TASK DESCRIPTION :: Below are the records; collect from them each line containing the string "tokens".

Stored data entries:
--- START ---

//! Drives enumeration, scanning and aggregation for a whole run.

use std::fs;
use std::path::Path;

use serde::Serialize;
use tracing::{debug, warn};

use crate::collision::{normalize_path, CollisionAggregator, CollisionMap, Declaration};
use crate::config::DetectionConfig;
use crate::error::{DetectionError, ParseError};
use crate::files::{files_in, ExclusionMatcher};
use crate::lexer::tokenize;
use crate::scanner::scan_declarations;

/// Outcome of a successful run.
#[derive(Debug, Clone, Default, PartialEq, Eq, Serialize)]
pub struct DetectionResult {
    pub files_analysed: usize,
    pub files_excluded: usize,
    pub collisions: CollisionMap,
}

impl DetectionResult {
    #[must_use]
    pub fn has_collisions(&self) -> bool {
        !self.collisions.is_empty()
    }
}

/// Finds names declared more than once across the configured scan paths.
#[derive(Debug, Clone)]
pub struct CollisionDetector {
    config: DetectionConfig,
    exclusions: ExclusionMatcher,
}

impl CollisionDetector {
    pub fn new(config: DetectionConfig) -> Self {
        let exclusions = ExclusionMatcher::new(&config.exclude_paths);
        Self { config, exclusions }
    }

    pub fn config(&self) -> &DetectionConfig {
        &self.config
    }

    /// Scan every configured path. In strict mode the first unreadable or
    /// unparsable file, in enumeration order, aborts the run.
    pub fn detect(&self) -> Result<DetectionResult, DetectionError> {
        let mut aggregator = CollisionAggregator::new();
        let mut files_analysed = 0usize;
        let mut files_excluded = 0usize;

        for root in &self.config.scan_paths {
            for candidate in files_in(root, &self.config.file_extensions) {
                let outcome = candidate.and_then(|path| {
                    if self.exclusions.is_excluded(&path) {
                        debug!(path = %path.display(), "excluded");
                        return Ok(None);
                    }
                    let declarations = declarations_in_file(&path)?;
                    Ok(Some((path, declarations)))
                });

                match outcome {
                    Ok(Some((path, declarations))) => {
                        debug!(
                            path = %path.display(),
                            declarations = declarations.len(),
                            "analysed"
                        );
                        let file_path = normalize_path(&path, &self.config.base_dir);
                        aggregator.add_file(&file_path, declarations);
                        files_analysed += 1;
                    }
                    Ok(None) => files_excluded += 1,
                    Err(err) if self.config.ignore_parse_failures => {
                        warn!("skipping file: {err}");
                        files_excluded += 1;
                    }
                    Err(err) => return Err(err.into()),
                }
            }
        }

        Ok(DetectionResult {
            files_analysed,
            files_excluded,
            collisions: aggregator.finish(),
        })
    }
}

/// Read, tokenize and scan one file.
pub fn declarations_in_file(path: &Path) -> Result<Vec<Declaration>, ParseError> {
    let bytes = fs::read(path).map_err(|source| ParseError::Unreadable {
        path: path.to_path_buf(),
        source,
    })?;
    let source = String::from_utf8_lossy(&bytes);
    let tokens = tokenize(&source).map_err(|source| ParseError::Syntax {
        path: path.to_path_buf(),
        source,
    })?;
    Ok(scan_declarations(&tokens))
}
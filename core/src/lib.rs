//! Name collision detection for PHP source trees.
//!
//! PHP has no compile-time check that a class, function or constant is
//! declared only once; a duplicate surfaces as a fatal "Cannot redeclare"
//! error when both files get loaded. This crate finds such duplicates
//! statically: every file is tokenized, a small state machine picks out the
//! top-level declarations, and the declarations of all files are merged into
//! a per-group map of names declared more than once.

pub mod collision;
pub mod config;
pub mod detector;
pub mod error;
pub mod files;
pub mod lexer;
pub mod scanner;
pub mod token;

pub use collision::{
    CollisionAggregator, CollisionMap, Declaration, DeclarationGroup, Location,
};
pub use config::{ConfigFile, DetectionConfig, DEFAULT_CONFIG_FILE};
pub use detector::{declarations_in_file, CollisionDetector, DetectionResult};
pub use error::{ConfigError, DetectionError, LexError, ParseError};
pub use lexer::tokenize;
pub use scanner::{scan_declarations, DeclarationScanner};
pub use token::{Keyword, Token, TokenKind};
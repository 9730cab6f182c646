//! PHP lexer and the tokenizer adapter built on it.
//!
//! The lexer turns a file into an ordered list of [`Token`]s with exact
//! 1-based line numbers. It recognises:
//! - inline HTML and the `<?php` / `<?=` / `?>` tags
//! - comments, doc comments and whitespace
//! - plain, qualified, fully qualified and relative names
//! - reserved words, with the context rules PHP applies to `enum` and to
//!   labels following `->`, `?->` and `::`
//! - single/double quoted, backtick, heredoc and nowdoc strings, lexing the
//!   code embedded through `{$` and `${` as PHP
//! - `__halt_compiler`, after which the rest of the file is data
//!
//! [`tokenize`] additionally rejects files whose brackets do not pair up,
//! which is the part of PHP's parse check the declaration scanner relies on.

use std::collections::HashSet;

use once_cell::sync::Lazy;

use crate::error::LexError;
use crate::token::{Keyword, Token, TokenKind};

/// Reserved words other than the ones mapped to [`Keyword`].
static RESERVED_WORDS: Lazy<HashSet<&'static str>> = Lazy::new(|| {
    [
        "abstract",
        "and",
        "array",
        "as",
        "break",
        "callable",
        "case",
        "catch",
        "clone",
        "continue",
        "declare",
        "default",
        "die",
        "do",
        "echo",
        "else",
        "elseif",
        "empty",
        "enddeclare",
        "endfor",
        "endforeach",
        "endif",
        "endswitch",
        "endwhile",
        "eval",
        "exit",
        "extends",
        "final",
        "finally",
        "fn",
        "for",
        "foreach",
        "global",
        "goto",
        "if",
        "implements",
        "include",
        "include_once",
        "instanceof",
        "insteadof",
        "isset",
        "list",
        "match",
        "new",
        "or",
        "print",
        "private",
        "protected",
        "public",
        "readonly",
        "require",
        "require_once",
        "return",
        "static",
        "switch",
        "throw",
        "try",
        "unset",
        "var",
        "while",
        "xor",
        "yield",
        "__halt_compiler",
        "__class__",
        "__dir__",
        "__file__",
        "__function__",
        "__line__",
        "__method__",
        "__namespace__",
        "__property__",
        "__trait__",
    ]
    .into_iter()
    .collect()
});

--- END ---

REPLY ::
    let tokens = tokenize(&source).map_err(|source| ParseError::Syntax {
    Ok(scan_declarations(&tokens))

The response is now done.